How to configure a Gentoo Linux system to use UTF-8 character encoding and Portuguese (Portugal) localization (language and keyboard).

Background

UTF-8 is a variable-length character encoding, which in this instance means that it uses 1 to 4 bytes per symbol. So, the first UTF-8 byte is used for encoding ASCII, giving the character set full backwards compatibility with ASCII. UTF-8 means that ASCII and Latin characters are interchangeable with little increase in the size of the data, because only the first bit is used.
UTF-8 allows you to work in a standards-compliant and internationally accepted multilingual environment, with a comparatively low data redundancy. UTF-8 is the preferred way for transmitting non-ASCII characters over the Internet, through Email, IRC or almost any other medium.

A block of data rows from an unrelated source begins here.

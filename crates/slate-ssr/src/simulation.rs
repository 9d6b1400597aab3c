//! Anchor-conditioned synthesis of simulated rating distributions.

use std::fmt;
use std::str::FromStr;

use serde::{Deserialize, Serialize};
use thiserror::Error;

use crate::anchors::{AnchorDefinition, ANCHORS, ANCHOR_COUNT};
use crate::embedding::{blend, cosine, embed_text};
use crate::pmf::{self, Pmf, PMF_CEILING, PMF_FLOOR};
use crate::records::{HookRecord, PersonaRecord};
use crate::rng::{SplitMix64, UnitRng};
use crate::seed::SimulationSeeds;

/// Weighted probability a response record must exceed to be reported
pub const REPORTING_THRESHOLD: f64 = 0.01;

#[derive(Debug, Clone, PartialEq, Eq, Error)]
pub enum SimulationError {
    #[error("SSR/UNSUPPORTED_MODE: {0}")]
    UnsupportedMode(String),
}

#[derive(Debug, Clone, Copy, PartialEq, Eq, Serialize, Deserialize)]
#[serde(rename_all = "lowercase")]
pub enum SimulationMode {
    /// Deterministic, seed-driven synthesis
    Sim,
    /// Reserved for model-backed responses; never executed
    Live,
}

impl FromStr for SimulationMode {
    type Err = SimulationError;

    fn from_str(s: &str) -> Result<Self, Self::Err> {
        match s {
            "sim" => Ok(Self::Sim),
            "live" => Ok(Self::Live),
            other => Err(SimulationError::UnsupportedMode(other.to_string())),
        }
    }
}

impl fmt::Display for SimulationMode {
    fn fmt(&self, f: &mut fmt::Formatter<'_>) -> fmt::Result {
        f.write_str(match self {
            Self::Sim => "sim",
            Self::Live => "live",
        })
    }
}

#[derive(Debug, Clone, PartialEq, Serialize, Deserialize)]
pub struct AnchorDistribution {
    pub anchor_id: String,
    /// Rescaled cosine similarity in `[0, 1]`
    pub interaction: f64,
    /// Signed position on the response curve; `-1` is weak, `1` is strong
    pub position: f64,
    pub weight: f64,
    pub pmf: Pmf,
    pub derived_seed: String,
}

#[derive(Debug, Clone, PartialEq, Serialize, Deserialize)]
pub struct ResponseRecord {
    pub response_id: String,
    pub persona_id: String,
    pub hook_id: String,
    pub anchor_id: String,
    pub rating: u8,
    /// Anchor weight times the anchor's probability of this rating
    pub probability: f64,
    pub derived_seed: String,
}

#[derive(Debug, Clone, PartialEq, Serialize, Deserialize)]
pub struct SimulationResult {
    pub persona_id: String,
    pub hook_id: String,
    pub seed: u64,
    pub pmf: Pmf,
    pub mean: f64,
    pub entropy: f64,
    pub ks_score: f64,
    pub bimodal: f64,
    pub separation: f64,
    /// P(4) + P(5) of the relevance distribution
    pub top_two_box: f64,
    /// Rating distribution read for purchase intent. Same anchors and
    /// weights as `pmf`, with each anchor moved by the persona's price
    /// sensitivity.
    pub purchase_intent: Pmf,
    pub purchase_intent_mean: f64,
    /// P(4) + P(5) of `purchase_intent`
    pub purchase_intent_high_mass: f64,
    pub anchor_distributions: Vec<AnchorDistribution>,
    pub responses: Vec<ResponseRecord>,
}

impl SimulationResult {
    pub fn entropy_coverage(&self) -> f64 {
        pmf::entropy_coverage(&self.pmf)
    }
}

/// Inputs that move one anchor's distribution, each in `[0, 1]` except `tilt`
struct Signals {
    interaction: f64,
    confidence: f64,
    persona_weight: f64,
    novelty: f64,
    min_distance: f64,
    jitter: f64,
}

/// Signed position on the response curve. Hook novelty and distance carry
/// the most weight; at the extremes of every signal the position passes
/// `±1` and the curve saturates.
fn shift(anchor: &AnchorDefinition, s: &Signals) -> f64 {
    let lens = (anchor.scale * (2.0 * s.interaction - 1.0)).clamp(-1.0, 1.0);
    0.20 * lens
        + 0.16 * (2.0 * s.confidence - 1.0)
        + 0.08 * (2.0 * s.persona_weight - 1.0)
        + 0.30 * (2.0 * s.novelty - 1.0)
        + 0.25 * (1.0 - 2.0 * s.min_distance)
        + 0.12 * anchor.tilt
        + 0.06 * (2.0 * s.jitter - 1.0)
}

fn anchor_pmf(position: f64) -> Pmf {
    let t = 0.5 + position / 2.0;
    pmf::clamp_and_renormalize(pmf::response_curve(t), PMF_FLOOR, PMF_CEILING)
}

fn unit(value: f64) -> f64 {
    if value.is_nan() {
        0.0
    } else {
        value.clamp(0.0, 1.0)
    }
}

/// Runs simulations against a fixed anchor set
#[derive(Debug, Clone)]
pub struct SimulationEngine {
    anchors: [AnchorDefinition; ANCHOR_COUNT],
}

impl Default for SimulationEngine {
    fn default() -> Self {
        Self::new()
    }
}

impl SimulationEngine {
    pub fn new() -> Self {
        Self {
            anchors: (*ANCHORS).clone(),
        }
    }

    pub fn anchors(&self) -> &[AnchorDefinition; ANCHOR_COUNT] {
        &self.anchors
    }

    pub fn run(
        &self,
        persona: &PersonaRecord,
        hook: &HookRecord,
        seed: u64,
        mode: SimulationMode,
    ) -> Result<SimulationResult, SimulationError> {
        if mode != SimulationMode::Sim {
            return Err(SimulationError::UnsupportedMode(mode.to_string()));
        }

        let seeds = SimulationSeeds::derive(&persona.persona_id, &hook.hook_id, seed);
        let persona_vec = embed_text(&persona.profile_text(), seeds.persona);
        let hook_vec = embed_text(&hook.hook_text, seeds.hook);
        let context = blend(&persona_vec, &hook_vec);

        let mut rng = SplitMix64::new(seeds.combined);
        let jitters: Vec<f64> = (0..ANCHOR_COUNT).map(|_| rng.next_unit()).collect();
        let raw_weights: Vec<f64> = self
            .anchors
            .iter()
            .map(|anchor| anchor.scale * (0.85 + 0.3 * rng.next_unit()))
            .collect();
        let weight_total: f64 = raw_weights.iter().sum();

        let persona_weight = persona.weight.max(0.0);
        let purchase_offset = persona.price_sensitivity.purchase_offset();
        let mut anchor_distributions = Vec::with_capacity(ANCHOR_COUNT);
        let mut purchase_pmfs = Vec::with_capacity(ANCHOR_COUNT);
        for (i, anchor) in self.anchors.iter().enumerate() {
            let interaction = (cosine(&context, &anchor.vector) + 1.0) / 2.0;
            let signals = Signals {
                interaction,
                confidence: unit(persona.confidence_level),
                persona_weight: persona_weight / (1.0 + persona_weight),
                novelty: unit(hook.novelty),
                min_distance: unit(hook.min_distance),
                jitter: jitters[i],
            };
            let position = shift(anchor, &signals);
            let weight = raw_weights[i] / weight_total;
            purchase_pmfs.push((weight, anchor_pmf(position + purchase_offset)));
            anchor_distributions.push(AnchorDistribution {
                anchor_id: anchor.id.to_string(),
                interaction,
                position,
                weight,
                pmf: anchor_pmf(position),
                derived_seed: seeds.pseudo_seed(&format!("anchor:{}", anchor.id)),
            });
        }

        let aggregate = pmf::mix(anchor_distributions.iter().map(|a| (a.weight, &a.pmf)));
        let aggregate = pmf::clamp_and_renormalize(aggregate, PMF_FLOOR, PMF_CEILING);
        let purchase_intent = pmf::mix(purchase_pmfs.iter().map(|(weight, dist)| (*weight, dist)));
        let purchase_intent = pmf::clamp_and_renormalize(purchase_intent, PMF_FLOOR, PMF_CEILING);

        let mut responses = Vec::new();
        for anchor in &anchor_distributions {
            for (index, p) in anchor.pmf.iter().enumerate() {
                let probability = anchor.weight * p;
                if probability <= REPORTING_THRESHOLD {
                    continue;
                }
                let rating = index as u8 + 1;
                let response_id = format!(
                    "{}-{}-{}-r{}",
                    persona.persona_id, hook.hook_id, anchor.anchor_id, rating
                );
                responses.push(ResponseRecord {
                    derived_seed: seeds.pseudo_seed(&format!("response:{}:{}", anchor.anchor_id, rating)),
                    response_id,
                    persona_id: persona.persona_id.clone(),
                    hook_id: hook.hook_id.clone(),
                    anchor_id: anchor.anchor_id.clone(),
                    rating,
                    probability,
                });
            }
        }

        Ok(SimulationResult {
            persona_id: persona.persona_id.clone(),
            hook_id: hook.hook_id.clone(),
            seed,
            mean: pmf::mean(&aggregate),
            entropy: pmf::entropy(&aggregate),
            ks_score: pmf::ks_score(&aggregate),
            bimodal: pmf::bimodal_share(&aggregate),
            separation: pmf::separation(&aggregate),
            top_two_box: pmf::top_two_box(&aggregate),
            purchase_intent_mean: pmf::mean(&purchase_intent),
            purchase_intent_high_mass: pmf::top_two_box(&purchase_intent),
            purchase_intent,
            pmf: aggregate,
            anchor_distributions,
            responses,
        })
    }
}

/// Simulates one persona × hook pair with the built-in anchor set
pub fn run_simulation(
    persona: &PersonaRecord,
    hook: &HookRecord,
    seed: u64,
    mode: &str,
) -> Result<SimulationResult, SimulationError> {
    let mode: SimulationMode = mode.parse()?;
    SimulationEngine::new().run(persona, hook, seed, mode)
}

A Locale is a set of information that most programs use for determining country and language specific settings. The locales and their data are part of the system library and can be found at /usr/share/locale on most systems. A locale name is generally named ab_CD where ab is your two (or three) letter language code (as specified in ISO-639) and CD is your two letter country code (as specified in ISO-3166). Variants are often appended to locale names, e.g. en_GB.utf8 or de_DE@euro.

Solution

Specify the locales we will need in /etc/locale.gen:

# vi /etc/locale.gen
en_GB ISO-8859-1
en_GB.UTF-8 UTF-8
pt_PT ISO-8859-1
pt_PT@euro ISO-8859-15
pt_PT.UTF-8 UTF-8
pt_PT.UTF-8@euro UTF-8

The next step is to run locale-gen. It will generate all the locales we have specified in the /etc/locale.gen file.

# locale-gen

There is one environment variable that needs to be set in order to use our new UTF-8 locales: LC_CTYPE (or optionally LANG, if you want to change the system language as well). Setting the locale globally should be done using /etc/env.d/02locale.

# vi /etc/env.d/02locale
LANG="pt_PT.UTF-8@euro"

Now update the update the environment after the change

# env-update && source /etc/profile

The keyboard layout used by the console is set in /etc/conf.d/keymaps by the KEYMAP variable. For a Portuguese keyboard use pt-latin1 or pt-latin9. Set also EXTENDED_KEYMAPS attributes like "euro".

# vi /etc/conf.d/keymaps</pre>
KEYMAP="pt-latin9"
SET_WINDOWKEYS="yes"
EXTENDED_KEYMAPS="backspace keypad euro"

To enable UTF-8 on the console, you need to edit /etc/rc.conf and set UNICODE="yes".

# vi /etc/rc.conf
UNICODE="yes"

The keyboard layout to be used by the X server is specified in /etc/X11/xorg.conf by the XkbLayout option.

# vi /etc/X11/xorg.conf
Section "InputDevice"
Identifier  "Keyboard0"
Driver  	"kbd"
Option	  	"XkbLayout" "pt"
...
EndSection

There is also additional localisation variable called LINGUAS, which affects to localisation files that get installed in gettext-based programs, and decides used localisation for some specific software packages, such as kde-base/kde-i18n and app-office/openoffice. The variable takes in space-separated list of language codes, and suggested place to set it is /etc/make.conf:

# vi /etc/make.conf
LINGUAS="pt pt_PT en en_GB"

And that's it! Hopefully your system should now be running in full UTF-8/Portuguese support. Good linuxing ;)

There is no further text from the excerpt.